Here are two Youtube clips - firstly using the 2hp Honda, with which I achieved a consistent 7.9 knots measured by GPS with my weight aboard, and 7.1 knots with my wife joining me (she only weighs 60kg/132lbs. The 9.8 Tohatsu gave 15.5 knots (17.8 mph or 28.6 kph) with two heavy men aboard plus gear.
I've written a fair amount about a group of my designs which make use of a very simple boat-building method, know by a range of names including "Stitch-and-Glue", "Taped-Seam", "Tack-and-Tape", "Composite-Chine", and so on.
A taped-seam hull under construction - in this case a hull made from my First Mate design.
There are some significant advantages associated with this construction method, with notable ones being:-
if properly designed, hull panels can be marked directly onto the sheets of plywood used in the boat's construction;
the builder can produce a "flat-pack" kit ahead of time, which allows those who have limited building space to get a head-start on the job;
again, if the boat has been properly designed, accurately marked, and carefully cut, the hull can be built without a fixed strong-back and station mould assembly - a very significant saving in time and resources;
the amount of timber framing in the hull can be reduced to a minimum, saving cost, reducing weight, and avoiding rot-traps - all without sacrifice in strength;
the vulnerable edge-grain of the plywood is exceptionally well protected within a cocoon of thickened epoxy and glass firbes;
sanding, painting, and maintenance are all made easier due to the clean interior (and exterior) of the hull.
Please do not get me wrong - I am not advocating this system over other methods of construction. All construction methods have advantages and disadvantages, and every boat design and building project must be carefully considered in the light of many compromises. What I am saying is that taped-seam/stitch-and-glue/composite chine should be given the respect that it deserves.
I continue to design boats to be built glued-lapstrake (glued-clinker), glued-strip-plank, cold-moulded, and taped-seam. Frequently the design itself determines which method will be the most appropriate, and it is very important that the builder understands the design, materials, and application very clearly. Education is the word!
Here are two video clips of taped-seam (stitch-and-glue etc) boats under sail.
The first is a clip shot by Paul Hernes, a Phoenix III owner-builder, showing a boat built to my Flint design by Paul McShea.
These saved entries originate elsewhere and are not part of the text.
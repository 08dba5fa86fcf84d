use chrono::{DateTime, Utc};
use tokio::sync::mpsc;

use crate::actors::{FetchMessage, StateMessage};

/// A message plus its optional deadline. Envelopes past `expire_at` are
/// dropped at the receive side, so queued work naturally ages out.
#[derive(Debug, Clone)]
pub struct Envelope<T> {
    pub message: T,
    pub expire_at: Option<DateTime<Utc>>,
}

impl<T> Envelope<T> {
    pub fn new(message: T) -> Self {
        Self {
            message,
            expire_at: None,
        }
    }

    pub fn expiring(message: T, expire_at: DateTime<Utc>) -> Self {
        Self {
            message,
            expire_at: Some(expire_at),
        }
    }

    pub fn is_expired(&self, now: DateTime<Utc>) -> bool {
        self.expire_at.is_some_and(|at| at < now)
    }
}

/// Two-sided in-process message bus between the state loop (DB-bound) and
/// the fetch loop (HTTP-bound).
///
/// `tell` waits for queue space and is only lost on shutdown; `hope` is
/// best-effort and drops the message when the receiving side is saturated.
/// Handlers stay idempotent either way, so an occasional duplicate or drop
/// is harmless.
#[derive(Clone)]
pub struct Bus {
    state_tx: mpsc::Sender<Envelope<StateMessage>>,
    fetch_tx: mpsc::Sender<Envelope<FetchMessage>>,
}

impl Bus {
    pub fn new(
        capacity: usize,
    ) -> (
        Bus,
        mpsc::Receiver<Envelope<StateMessage>>,
        mpsc::Receiver<Envelope<FetchMessage>>,
    ) {
        let (state_tx, state_rx) = mpsc::channel(capacity);
        let (fetch_tx, fetch_rx) = mpsc::channel(capacity);
        (Bus { state_tx, fetch_tx }, state_rx, fetch_rx)
    }

    pub async fn tell_state(&self, message: StateMessage) {
        if self.state_tx.send(Envelope::new(message)).await.is_err() {
            tracing::error!("state loop is gone, message lost");
        }
    }

    pub async fn tell_fetch(&self, message: FetchMessage) {
        if self.fetch_tx.send(Envelope::new(message)).await.is_err() {
            tracing::error!("fetch loop is gone, message lost");
        }
    }

    pub fn hope_state(&self, message: StateMessage, expire_at: Option<DateTime<Utc>>) {
        let envelope = Envelope {
            message,
            expire_at,
        };
        if let Err(err) = self.state_tx.try_send(envelope) {
            tracing::debug!("drop state message: {}", err);
        }
    }

    pub fn hope_fetch(&self, message: FetchMessage, expire_at: Option<DateTime<Utc>>) {
        let envelope = Envelope {
            message,
            expire_at,
        };
        if let Err(err) = self.fetch_tx.try_send(envelope) {
            tracing::debug!("drop fetch message: {}", err);
        }
    }
}
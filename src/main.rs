use std::sync::Arc;

use feedmill::actors;
use feedmill::config::Config;
use feedmill::infrastructure::bus::Bus;
use feedmill::infrastructure::database::setup_database;
use feedmill::infrastructure::feed_reader::FeedReader;
use feedmill::infrastructure::scheduler::start_scheduler;

#[tokio::main]
async fn main() -> Result<(), Box<dyn std::error::Error>> {
    // Default to info level in production; use RUST_LOG env var to override
    tracing_subscriber::fmt()
        .with_env_filter(
            tracing_subscriber::EnvFilter::try_from_default_env()
                .unwrap_or_else(|_| "feedmill=info".into()),
        )
        .init();

    let config = Config::from_env()?;

    tracing::info!("Connecting to database: {}", config.database_url);
    let db_pool = setup_database(&config.database_url).await?;

    tracing::info!("Running database migrations");
    sqlx::migrate!().run(&db_pool).await?;
    tracing::info!("Migrations complete");

    let (bus, state_rx, fetch_rx) = Bus::new(config.bus_capacity);
    let reader = Arc::new(FeedReader::new()?);

    let state_loop = actors::spawn_state_loop(db_pool.clone(), bus.clone(), state_rx);
    let fetch_loop = actors::spawn_fetch_loop(reader, bus.clone(), fetch_rx);

    let _scheduler = start_scheduler(db_pool.clone(), bus.clone(), &config).await?;
    tracing::info!("FeedMill ingestion pipeline running");

    tokio::signal::ctrl_c().await?;
    tracing::info!("Shutting down");
    state_loop.abort();
    fetch_loop.abort();

    Ok(())
}
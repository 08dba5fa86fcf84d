use reqwest::{header, Client, StatusCode};
use std::time::Duration;
use thiserror::Error;

use crate::domain::image::{STATUS_CONNECTION_ERROR, STATUS_TIMEOUT};

#[derive(Error, Debug)]
pub enum FetchError {
    #[error("HTTP request failed with status {status}: {message}")]
    RequestFailed { status: StatusCode, message: String },

    #[error("Network error: {0}")]
    NetworkError(#[from] reqwest::Error),
}

/// A fetched feed document plus the response metadata the normalizer folds
/// into the feed record.
#[derive(Debug, Clone)]
pub struct FeedResponse {
    pub final_url: String,
    pub body: Vec<u8>,
    pub etag: Option<String>,
    pub last_modified: Option<String>,
    pub encoding: Option<String>,
}

pub enum ReadOutcome {
    Fetched(FeedResponse),
    NotModified,
}

pub struct FeedReader {
    client: Client,
}

impl FeedReader {
    pub fn new() -> Result<Self, FetchError> {
        let client = Client::builder()
            .user_agent(crate::user_agent())
            .gzip(true)
            .brotli(true)
            .timeout(Duration::from_secs(30))
            .build()?;

        Ok(Self { client })
    }

    /// Conditional GET of a feed document. `etag` and `last_modified` are
    /// sent as If-None-Match / If-Modified-Since when present.
    pub async fn read(
        &self,
        url: &str,
        etag: Option<&str>,
        last_modified: Option<&str>,
    ) -> Result<ReadOutcome, FetchError> {
        let mut request = self.client.get(url);
        if let Some(etag) = etag {
            request = request.header(header::IF_NONE_MATCH, etag);
        }
        if let Some(modified) = last_modified {
            request = request.header(header::IF_MODIFIED_SINCE, modified);
        }

        tracing::debug!("read feed url={}", url);
        let response = request.send().await?;

        if response.status() == StatusCode::NOT_MODIFIED {
            return Ok(ReadOutcome::NotModified);
        }
        if !response.status().is_success() {
            let status = response.status();
            let message = format!(
                "{} - {}",
                status.as_u16(),
                status.canonical_reason().unwrap_or("Unknown")
            );
            return Err(FetchError::RequestFailed { status, message });
        }

        let final_url = response.url().to_string();
        let etag = header_string(&response, header::ETAG);
        let last_modified = header_string(&response, header::LAST_MODIFIED);
        let encoding = charset_of(&response);
        let body = response.bytes().await?.to_vec();

        Ok(ReadOutcome::Fetched(FeedResponse {
            final_url,
            body,
            etag,
            last_modified,
            encoding,
        }))
    }

    /// GET a story webpage, following redirects. Returns the final url and
    /// the decoded body text.
    pub async fn read_webpage(&self, url: &str) -> Result<(String, String), FetchError> {
        let response = self.client.get(url).send().await?;
        if !response.status().is_success() {
            let status = response.status();
            let message = format!(
                "{} - {}",
                status.as_u16(),
                status.canonical_reason().unwrap_or("Unknown")
            );
            return Err(FetchError::RequestFailed { status, message });
        }
        let final_url = response.url().to_string();
        let text = response.text().await?;
        Ok((final_url, text))
    }

    /// Probe an image url for hotlink friendliness: issue a GET with the
    /// given referer and report the status without reading the body.
    /// Transport failures map to synthetic non-200 codes.
    pub async fn probe_image(&self, url: &str, referer: &str) -> i32 {
        let result = self
            .client
            .get(url)
            .header(header::REFERER, referer)
            .send()
            .await;
        match result {
            Ok(response) => i32::from(response.status().as_u16()),
            Err(err) if err.is_timeout() => STATUS_TIMEOUT,
            Err(_) => STATUS_CONNECTION_ERROR,
        }
    }
}

fn header_string(response: &reqwest::Response, name: header::HeaderName) -> Option<String> {
    response
        .headers()
        .get(name)
        .and_then(|v| v.to_str().ok())
        .map(String::from)
}

fn charset_of(response: &reqwest::Response) -> Option<String> {
    let content_type = response
        .headers()
        .get(header::CONTENT_TYPE)?
        .to_str()
        .ok()?;
    content_type
        .split(';')
        .map(str::trim)
        .find_map(|part| part.strip_prefix("charset="))
        .map(|charset| charset.trim_matches('"').to_ascii_lowercase())
}

#[cfg(test)]
mod tests {
    use super::*;
    use wiremock::matchers::{header, method};
    use wiremock::{Mock, MockServer, ResponseTemplate};

    #[tokio::test]
    async fn test_read_returns_body_and_metadata() {
        let server = MockServer::start().await;
        Mock::given(method("GET"))
            .respond_with(
                ResponseTemplate::new(200)
                    .set_body_string("<rss/>")
                    .insert_header("ETag", "\"v1\"")
                    .insert_header("Last-Modified", "Mon, 01 Jan 2024 00:00:00 GMT")
                    .insert_header("Content-Type", "application/rss+xml; charset=UTF-8"),
            )
            .mount(&server)
            .await;

        let reader = FeedReader::new().unwrap();
        let url = format!("{}/feed.xml", server.uri());
        let outcome = reader.read(&url, None, None).await.unwrap();
        let ReadOutcome::Fetched(response) = outcome else {
            panic!("expected a fetched response");
        };
        assert_eq!(response.body, b"<rss/>");
        assert_eq!(response.etag.as_deref(), Some("\"v1\""));
        assert_eq!(response.encoding.as_deref(), Some("utf-8"));
        assert_eq!(response.final_url, url);
    }

    #[tokio::test]
    async fn test_read_sends_conditional_headers_and_handles_304() {
        let server = MockServer::start().await;
        Mock::given(method("GET"))
            .and(header("If-None-Match", "\"v1\""))
            .respond_with(ResponseTemplate::new(304))
            .mount(&server)
            .await;

        let reader = FeedReader::new().unwrap();
        let outcome = reader
            .read(&format!("{}/feed.xml", server.uri()), Some("\"v1\""), None)
            .await
            .unwrap();
        assert!(matches!(outcome, ReadOutcome::NotModified));
    }

    #[tokio::test]
    async fn test_read_maps_http_error() {
        let server = MockServer::start().await;
        Mock::given(method("GET"))
            .respond_with(ResponseTemplate::new(502))
            .mount(&server)
            .await;

        let reader = FeedReader::new().unwrap();
        let result = reader
            .read(&format!("{}/feed.xml", server.uri()), None, None)
            .await;
        assert!(matches!(
            result,
            Err(FetchError::RequestFailed { status, .. }) if status.as_u16() == 502
        ));
    }

    #[tokio::test]
    async fn test_probe_image_reports_status() {
        let server = MockServer::start().await;
        Mock::given(method("GET"))
            .and(header("Referer", "https://rss.anyant.com/story/"))
            .respond_with(ResponseTemplate::new(403))
            .mount(&server)
            .await;

        let reader = FeedReader::new().unwrap();
        let status = reader
            .probe_image(
                &format!("{}/a.jpg", server.uri()),
                "https://rss.anyant.com/story/",
            )
            .await;
        assert_eq!(status, 403);
    }

    #[tokio::test]
    async fn test_probe_image_maps_connection_error() {
        let reader = FeedReader::new().unwrap();
        // Nothing listens on this port
        let status = reader
            .probe_image("http://127.0.0.1:9/a.jpg", "https://rss.anyant.com/story/")
            .await;
        assert_eq!(status, STATUS_CONNECTION_ERROR);
    }
}
pub mod hash;
pub mod heuristics;
pub mod image;
pub mod models;
pub mod monthly;
pub mod payload;
pub mod text;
Flintwas designed primarily to be a rowing boat, but her hull shape assumes that some will feel the need to sail her, and/or mount a small outboard motor. The plans include details for a sailing rig, daggerboard and rudder. However, Paul McShea had a Heron rig on hand, and it happens to be just about the right size and shape for Flint.
I've also been able to shoot a short clip showing my Alby design under sail, showing-off her tanbark-coloured balance lugsail. There are plenty of eight foot long pram dinghies in the world, but what is important about Alby is that she has an unusually large carrying capacity, and due to the design of her chine-line, she is still able to travel quite fast while leaving a relatively flat wake. Both Alby and Flint have easily-driven hulls for their size.
This particular Alby carries a short foredeck, which is a variation from the plans - something I do not recommend.
As I have mentioned on several occasions, First Mate is one of my favourite designs. For those who don't already know, she was designed to be a stitch-and-glue version of Phoenix III in functional terms, with an internal layout, rigs, centreboard, mast, and rudder all virtually identical to those on the glued-lapstrake boat.
First Mate
Phoenix III (photo - Paul Hernes)
Each of these boats share a selection of rig options, and both use the same emergency floatation arrangement, which is a combination of a large buoyancy tank under the foredeck, and a corresponding buoyancy tank under the aft deck and stern sheets (i.e. aft seat).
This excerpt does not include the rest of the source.